Jay Henry said lab policies prohibit him from commenting directly on his lab’s DNA testing, which police say has tied Greg Seamons to the murder and rape of an 11-year-old Ogden girl in 1983.
So he couldn’t speak directly about Seamons’ claim in a letter to The Salt Lake Tribune that his late father likely committed the crime.
But speaking in general terms about DNA, Henry said, “Only one other person can have the exact same DNA as you, and that’s a twin.”
“I can’t imagine that happening,” he said of the possibility of a father’s DNA being mistaken for the son’s. “The word mix-up is not even applicable. It doesn’t make sense.”
He said he has never heard of a defendant, or a defense attorney, even attempting to make such a claim to explain away DNA evidence in a criminal case.
All individuals gain half their DNA code from the father and half from their mother, he said. A son’s DNA would hold his mother’s DNA, he said, but her strain would not be present in his father’s genome.
Seamons has no defense attorney as officials wait on extradition proceedings to send him from the Idaho State Prison to Ogden’s 2nd District Court.
In the letter, Seamons acknowledged “fooling around” with 11-year-old Rebecca Lemberger prior to her death in 1983, but he said he suspects his father likely killed the girl.
His father, Larry Bingham Seamons, died nearly a decade ago.
Lemberger, who lived in the same neighborhood, was last seen walking to school on March 2, 1983. Her body was found the next day in a shed in a field. She had been sexually assaulted, and she died from a blow to the head.
Seamons wrote that his father picked him and a neighborhood girl up one morning, and his father said he would drive him to school first and then drop her off at another school.
“I never saw this girl again and a few days later it came out on the news that she had been killed,” he wrote in the letter.
Seamons is serving a sentence of four to 11 years for an unrelated 2007 second-degree kidnapping conviction in Ada County, Idaho. He is scheduled to be released in 2017.
Seamons remains in segregation at the Idaho prison because of the media attention his case has generated, he said in the letter.
“Lots of kids fool around sexually but that doesn’t mean one kills the other,” Seamons wrote. “I am innocent of this charge and angry that they plan to blame it on a 15-year-old boy.”
Ogden Major Crimes Sgt. Tim Scott said this is the first time Seamons has pointed the finger at his deceased father, a move he described as “convenient,” considering the elder Seamons is dead.
He said police would follow up any new leads, but he also said they are confident the right man has been charged with the rape and murder.
The girl’s mother, Nola Mahon, said she doesn’t remember Seamons or his father and doesn’t believe either one ever visited their home. But she said she has confidence in the work performed by Ogden investigators.
“I think the DNA speaks for itself,” she said. “Thank God for DNA.”
In the letter, Seamons also claimed that his father molested him in the shower shortly after the girl died, but that he never told anyone until he was in his 30s. He said he suspects his father may have molested other youths.

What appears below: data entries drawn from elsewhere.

/*
 *  lib.rs
 *
 *  ContribMon - GitHub contribution calendar for RGB LED matrices
 *  (c) 2026 the ContribMon authors
 *
 *  Contribution calendar monitor for small RGB LED matrices
 *
 *  This program is free software: you can redistribute it and/or modify
 *  it under the terms of the GNU General Public License as published by
 *  the Free Software Foundation, either version 3 of the License, or
 *  (at your option) any later version.
 *
 *  This program is distributed in the hope that it will be useful,
 *  but WITHOUT ANY WARRANTY; without even the implied warranty of
 *  MERCHANTABILITY or FITNESS FOR A PARTICULAR PURPOSE.  See the
 *  GNU General Public License for more details.
 *
 *  See <http://www.gnu.org/licenses/> to get a copy of the GNU General
 *  Public License.
 *
 */

pub mod alert;
pub mod app;
pub mod calendar;
pub mod config;
pub mod display;
pub mod error;
pub mod github;
pub mod input;
pub mod pacer;
pub mod tracker;

pub use app::{ContribMatrix, CycleReport};
pub use calendar::{normalize, ActivityDay, PixelGrid, RunningStats};
pub use error::{CycleError, MatrixError};
pub use github::{CalendarSource, GithubClient, SourceError};
pub use tracker::ActivityTracker;
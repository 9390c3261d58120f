/*
 *  display/traits.rs
 *
 *  ContribMon - GitHub contribution calendar for RGB LED matrices
 *  (c) 2026 the ContribMon authors
 *
 *  Core trait definitions for matrix driver abstraction
 *
 *  This program is free software: you can redistribute it and/or modify
 *  it under the terms of the GNU General Public License as published by
 *  the Free Software Foundation, either version 3 of the License, or
 *  (at your option) any later version.
 *
 *  This program is distributed in the hope that it will be useful,
 *  but WITHOUT ANY WARRANTY; without even the implied warranty of
 *  MERCHANTABILITY or FITNESS FOR A PARTICULAR PURPOSE.  See the
 *  GNU General Public License for more details.
 *
 *  See <http://www.gnu.org/licenses/> to get a copy of the GNU General
 *  Public License.
 *
 */

use crate::display::error::DisplayError;
use crate::display::framebuffer::FrameBuffer;

/// Matrix capabilities and metadata
#[derive(Debug, Clone, PartialEq)]
pub struct MatrixCapabilities {
    /// Matrix width in pixels (one column per calendar week)
    pub width: u32,

    /// Matrix height in pixels
    pub height: u32,

    /// Whether the matrix supports global brightness control
    pub supports_brightness: bool,

    /// Whether the board has a speaker with volume control
    pub supports_volume: bool,
}

impl MatrixCapabilities {
    /// Galactic Unicorn geometry, 53 x 11 with brightness and a speaker
    pub fn galactic(width: u32, height: u32) -> Self {
        Self {
            width,
            height,
            supports_brightness: true,
            supports_volume: true,
        }
    }
}

/// Minimal hardware abstraction - all matrix drivers must implement this trait
///
/// Drawing happens on a [`FrameBuffer`] owned by the caller; a driver only
/// has to push a finished frame to the panel.
pub trait MatrixDriver: Send {
    /// Returns the capabilities of this matrix
    fn capabilities(&self) -> &MatrixCapabilities;

    /// Returns the matrix dimensions as (width, height)
    fn dimensions(&self) -> (u32, u32) {
        let caps = self.capabilities();
        (caps.width, caps.height)
    }

    /// Initialize the matrix hardware
    fn init(&mut self) -> Result<(), DisplayError>;

    /// Push a complete frame to the panel
    fn present(&mut self, frame: &FrameBuffer) -> Result<(), DisplayError>;

    /// Set global brightness (0.0 - 1.0)
    fn set_brightness(&mut self, level: f32) -> Result<(), DisplayError>;

    /// Set speaker volume (0.0 - 1.0)
    ///
    /// Returns an error if the board has no speaker.
    fn set_volume(&mut self, _level: f32) -> Result<(), DisplayError> {
        Err(DisplayError::UnsupportedOperation)
    }
}

/// Reject levels outside the unit range
pub(crate) fn check_level(level: f32) -> Result<f32, DisplayError> {
    if (0.0..=1.0).contains(&level) {
        Ok(level)
    } else {
        Err(DisplayError::InvalidLevel(level))
    }
}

According to Weber County court records from 1965, Larry Seamons was confined to a state mental hospital after he pleaded not guilty by reason of insanity to a charge of indecent assault on a 4-year-old girl when he was 21. Charging documents show he acknowledged that he and the girl had been naked together in a bed.
Psychiatrists determined that Larry Seamons was “legally sane” and had a passive-aggressive personality with some paranoid traits, according to court records. He subsequently pleaded guilty to taking “indecent liberties” with the child, completed probation and, as a result, the case was dismissed, court records showed.
Information from The Associated Press is included in this article.